EXERCISE BRIEF:
From the first line of the data below through the line holding "async fn test_deployed_index_wins()", write out each line exactly as it stands.

ENTRIES SHOWN:

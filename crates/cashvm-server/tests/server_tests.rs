//! Router tests: every route exercised in-process with `oneshot`

use std::path::Path;

use axum::body::{to_bytes, Body};
use axum::http::{header, Request, StatusCode};
use axum::response::Response;
use axum::Router;
use cashvm_server::{OpcodeServer, ServerConfig};
use serde_json::Value;
use tempfile::TempDir;
use tower::ServiceExt;

fn router_with(dirs: &[&Path]) -> Router {
    let config = ServerConfig::default().with_static_dirs(dirs.iter().copied());
    OpcodeServer::new(config).build_router()
}

fn router() -> Router {
    router_with(&[])
}

async fn get(router: Router, uri: &str) -> Response {
    let request = Request::builder().uri(uri).body(Body::empty()).unwrap();
    router.oneshot(request).await.unwrap()
}

async fn body_text(response: Response) -> String {
    let bytes = to_bytes(response.into_body(), usize::MAX).await.unwrap();
    String::from_utf8(bytes.to_vec()).unwrap()
}

async fn body_json(response: Response) -> Value {
    serde_json::from_str(&body_text(response).await).unwrap()
}

// ==================== Redirect ====================

#[tokio::test]
async fn test_root_redirects() {
    let response = get(router(), "/").await;
    assert_eq!(response.status(), StatusCode::TEMPORARY_REDIRECT);
    assert_eq!(response.headers()[header::LOCATION], "/opcodes");
}

#[tokio::test]
async fn test_root_redirect_keeps_query() {
    let response = get(router(), "/?q=hash&x=1").await;
    assert_eq!(response.status(), StatusCode::TEMPORARY_REDIRECT);
    assert_eq!(response.headers()[header::LOCATION], "/opcodes?q=hash&x=1");
}

// ==================== Entry document ====================

#[tokio::test]
async fn test_builtin_entry_document() {
    let response = get(router(), "/opcodes").await;
    assert_eq!(response.status(), StatusCode::OK);
    let html = body_text(response).await;
    assert!(html.contains("<title>CashVM Opcodes | Bitcoin Cash</title>"));
    assert!(html.contains("href=\"#OP_CHECKSIG\""));
}

#[tokio::test]
async fn test_entry_document_subpath_and_search() {
    let response = get(router(), "/opcodes/anything/else?q=checkdatasig").await;
    assert_eq!(response.status(), StatusCode::OK);
    let html = body_text(response).await;
    assert!(html.contains("2 matching opcodes"));
}

#[tokio::test]
async fn test_deployed_index_wins() {
    let empty = TempDir::new().unwrap();
    let site = TempDir::new().unwrap();
    std::fs::write(site.path().join("index.html"), "<html>deployed</html>").unwrap();

    let response = get(router_with(&[empty.path(), site.path()]), "/opcodes").await;
    assert_eq!(response.status(), StatusCode::OK);
    assert_eq!(
        response.headers()[header::CONTENT_TYPE],
        "text/html; charset=utf-8"
    );
    assert_eq!(body_text(response).await, "<html>deployed</html>");
}

// ==================== API ====================

#[tokio::test]
async fn test_api_table() {
    let json = body_json(get(router(), "/api/opcodes").await).await;
    let rows = json.as_array().unwrap();
    assert_eq!(rows.len(), 256);
    assert_eq!(rows[0xac]["name"], "OP_CHECKSIG");
    assert_eq!(rows[0xac]["byte"], "0xAC");
}

#[tokio::test]
async fn test_api_single_opcode() {
    let json = body_json(get(router(), "/api/opcodes/op_verif").await).await;
    assert_eq!(json["name"], "OP_BEGIN");
    assert_eq!(json["aliases"][0], "OP_VERIF");

    let json = body_json(get(router(), "/api/opcodes/0x7e").await).await;
    assert_eq!(json["name"], "OP_CAT");
}

#[tokio::test]
async fn test_api_unknown_opcode() {
    let response = get(router(), "/api/opcodes/OP_NOPE").await;
    assert_eq!(response.status(), StatusCode::NOT_FOUND);
    let json = body_json(response).await;
    assert_eq!(json["code"], 404);
    assert_eq!(json["message"], "unknown opcode: OP_NOPE");
}

#[tokio::test]
async fn test_api_categories() {
    let json = body_json(get(router(), "/api/categories").await).await;
    let categories: Vec<&str> = json
        .as_array()
        .unwrap()
        .iter()
        .map(|c| c.as_str().unwrap())
        .collect();
    assert!(categories.contains(&"Crypto/Sign"));
    assert!(categories.contains(&"Reserved/Unknown"));
    let mut sorted = categories.clone();
    sorted.sort();
    assert_eq!(categories, sorted);
}

// ==================== Static files ====================

#[tokio::test]
async fn test_static_files_in_directory_order() {
    let first = TempDir::new().unwrap();
    let second = TempDir::new().unwrap();
    std::fs::write(first.path().join("app.css"), "first").unwrap();
    std::fs::write(second.path().join("app.css"), "second").unwrap();
    std::fs::create_dir(second.path().join("fonts")).unwrap();
    std::fs::write(second.path().join("fonts").join("mono.woff2"), [0u8, 1, 2]).unwrap();

    let router = router_with(&[first.path(), second.path()]);

    let response = get(router.clone(), "/app.css").await;
    assert_eq!(response.headers()[header::CONTENT_TYPE], "text/css");
    assert_eq!(body_text(response).await, "first");

    let response = get(router, "/fonts/mono.woff2").await;
    assert_eq!(response.status(), StatusCode::OK);
    assert_eq!(response.headers()[header::CONTENT_TYPE], "font/woff2");
}

#[tokio::test]
async fn test_static_not_found() {
    let site = TempDir::new().unwrap();
    let response = get(router_with(&[site.path()]), "/missing.js").await;
    assert_eq!(response.status(), StatusCode::NOT_FOUND);
    assert_eq!(body_text(response).await, "Not Found");
}

#[tokio::test]
async fn test_static_rejects_traversal() {
    let root = TempDir::new().unwrap();
    let site = root.path().join("site");
    std::fs::create_dir(&site).unwrap();
    std::fs::write(root.path().join("secret.txt"), "secret").unwrap();

    let response = get(router_with(&[site.as_path()]), "/%2e%2e/secret.txt").await;
    assert_eq!(response.status(), StatusCode::NOT_FOUND);
}

#[tokio::test]
async fn test_default_config_does_not_expose_working_directory() {
    // Tests run from the crate directory, which holds Cargo.toml
    assert!(Path::new("Cargo.toml").exists());
    let router = OpcodeServer::new(ServerConfig::default()).build_router();

    for uri in ["/Cargo.toml", "/.git/config", "/src/lib.rs"] {
        let response = get(router.clone(), uri).await;
        assert_eq!(response.status(), StatusCode::NOT_FOUND, "{uri}");
    }
}

#[tokio::test]
async fn test_static_rejects_dotfiles() {
    let site = TempDir::new().unwrap();
    std::fs::write(site.path().join(".env"), "TOKEN=1").unwrap();
    std::fs::create_dir(site.path().join(".git")).unwrap();
    std::fs::write(site.path().join(".git").join("config"), "[core]").unwrap();
    std::fs::write(site.path().join("app.js"), "ok").unwrap();

    let router = router_with(&[site.path()]);
    for uri in ["/.env", "/.git/config", "/%2egit/config"] {
        let response = get(router.clone(), uri).await;
        assert_eq!(response.status(), StatusCode::NOT_FOUND, "{uri}");
    }

    let response = get(router, "/app.js").await;
    assert_eq!(response.status(), StatusCode::OK);
    assert_eq!(body_text(response).await, "ok");
}
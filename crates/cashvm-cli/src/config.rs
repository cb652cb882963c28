//! CLI configuration management

use clap::ValueEnum;
use serde::{Deserialize, Serialize};
use std::path::{Path, PathBuf};

use crate::CliError;

/// CLI configuration
#[derive(Debug, Clone, PartialEq, Eq, Serialize, Deserialize)]
pub struct Config {
    /// Address `serve` listens on
    #[serde(default = "default_listen_addr")]
    pub listen_addr: String,
    /// Static asset directories, searched in order
    #[serde(default = "default_static_dirs")]
    pub static_dirs: Vec<PathBuf>,
    /// Log filter used when `RUST_LOG` is unset
    #[serde(default = "default_log_level")]
    pub log_level: String,
    /// Log line format on stderr
    #[serde(default)]
    pub log_format: LogFormat,
}

/// How log lines are written
#[derive(Debug, Clone, Copy, Default, PartialEq, Eq, Serialize, Deserialize, ValueEnum)]
#[serde(rename_all = "lowercase")]
pub enum LogFormat {
    /// Human-readable lines
    #[default]
    Text,
    /// One JSON object per line
    Json,
}

impl LogFormat {
    /// Name as written in the config file
    pub fn as_str(self) -> &'static str {
        match self {
            LogFormat::Text => "text",
            LogFormat::Json => "json",
        }
    }
}

fn default_listen_addr() -> String {
    format!("127.0.0.1:{}", cashvm_server::DEFAULT_PORT)
}

fn default_static_dirs() -> Vec<PathBuf> {
    cashvm_server::DEFAULT_STATIC_DIRS
        .iter()
        .map(PathBuf::from)
        .collect()
}

fn default_log_level() -> String {
    "warn".to_string()
}

impl Default for Config {
    fn default() -> Self {
        Self {
            listen_addr: default_listen_addr(),
            static_dirs: default_static_dirs(),
            log_level: default_log_level(),
            log_format: LogFormat::default(),
        }
    }
}

impl Config {
    /// Get the config directory path
    pub fn config_dir() -> Option<PathBuf> {
        dirs::home_dir().map(|h| h.join(".cashvm"))
    }

    /// Get the config file path
    pub fn config_path() -> Option<PathBuf> {
        Self::config_dir().map(|d| d.join("config.toml"))
    }

    /// Load config from the default location.
    ///
    /// A missing file (or home directory) yields the default; a malformed
    /// file is an error so that a later save cannot overwrite it.
    pub fn load() -> Result<Self, CliError> {
        match Self::config_path() {
            Some(path) => Self::load_from(&path),
            None => Ok(Self::default()),
        }
    }

    /// Load config from an explicit file; a missing file yields the default
    pub fn load_from(path: &Path) -> Result<Self, CliError> {
        if !path.exists() {
            return Ok(Self::default());
        }
        let content = std::fs::read_to_string(path)?;
        Ok(toml::from_str(&content)?)
    }

    /// Save config to the default location
    pub fn save(&self) -> Result<(), CliError> {
        let path = Self::config_path()
            .ok_or_else(|| CliError::Config("Cannot determine config path".to_string()))?;
        self.save_to(&path)
    }

    /// Save config to `path`, creating its directory if needed
    pub fn save_to(&self, path: &Path) -> Result<(), CliError> {
        if let Some(parent) = path.parent() {
            std::fs::create_dir_all(parent)?;
        }

        let content = toml::to_string_pretty(self)?;
        std::fs::write(path, content)?;
        Ok(())
    }
}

FINISHED EXERCISE:
filename crates/cashvm-server/tests/server_tests.rs
//! Router tests: every route exercised in-process with `oneshot`

use std::path::Path;

use axum::body::{to_bytes, Body};
use axum::http::{header, Request, StatusCode};
use axum::response::Response;
use axum::Router;
use cashvm_server::{OpcodeServer, ServerConfig};
use serde_json::Value;
use tempfile::TempDir;
use tower::ServiceExt;

fn router_with(dirs: &[&Path]) -> Router {
    let config = ServerConfig::default().with_static_dirs(dirs.iter().copied());
    OpcodeServer::new(config).build_router()
}

fn router() -> Router {
    router_with(&[])
}

async fn get(router: Router, uri: &str) -> Response {
    let request = Request::builder().uri(uri).body(Body::empty()).unwrap();
    router.oneshot(request).await.unwrap()
}

async fn body_text(response: Response) -> String {
    let bytes = to_bytes(response.into_body(), usize::MAX).await.unwrap();
    String::from_utf8(bytes.to_vec()).unwrap()
}

async fn body_json(response: Response) -> Value {
    serde_json::from_str(&body_text(response).await).unwrap()
}

// ==================== Redirect ====================

#[tokio::test]
async fn test_root_redirects() {
    let response = get(router(), "/").await;
    assert_eq!(response.status(), StatusCode::TEMPORARY_REDIRECT);
    assert_eq!(response.headers()[header::LOCATION], "/opcodes");
}

#[tokio::test]
async fn test_root_redirect_keeps_query() {
    let response = get(router(), "/?q=hash&x=1").await;
    assert_eq!(response.status(), StatusCode::TEMPORARY_REDIRECT);
    assert_eq!(response.headers()[header::LOCATION], "/opcodes?q=hash&x=1");
}

// ==================== Entry document ====================

#[tokio::test]
async fn test_builtin_entry_document() {
    let response = get(router(), "/opcodes").await;
    assert_eq!(response.status(), StatusCode::OK);
    let html = body_text(response).await;
    assert!(html.contains("<title>CashVM Opcodes | Bitcoin Cash</title>"));
    assert!(html.contains("href=\"#OP_CHECKSIG\""));
}

#[tokio::test]
async fn test_entry_document_subpath_and_search() {
    let response = get(router(), "/opcodes/anything/else?q=checkdatasig").await;
    assert_eq!(response.status(), StatusCode::OK);
    let html = body_text(response).await;
    assert!(html.contains("2 matching opcodes"));
}

#[tokio::test]
async fn test_deployed_index_wins() {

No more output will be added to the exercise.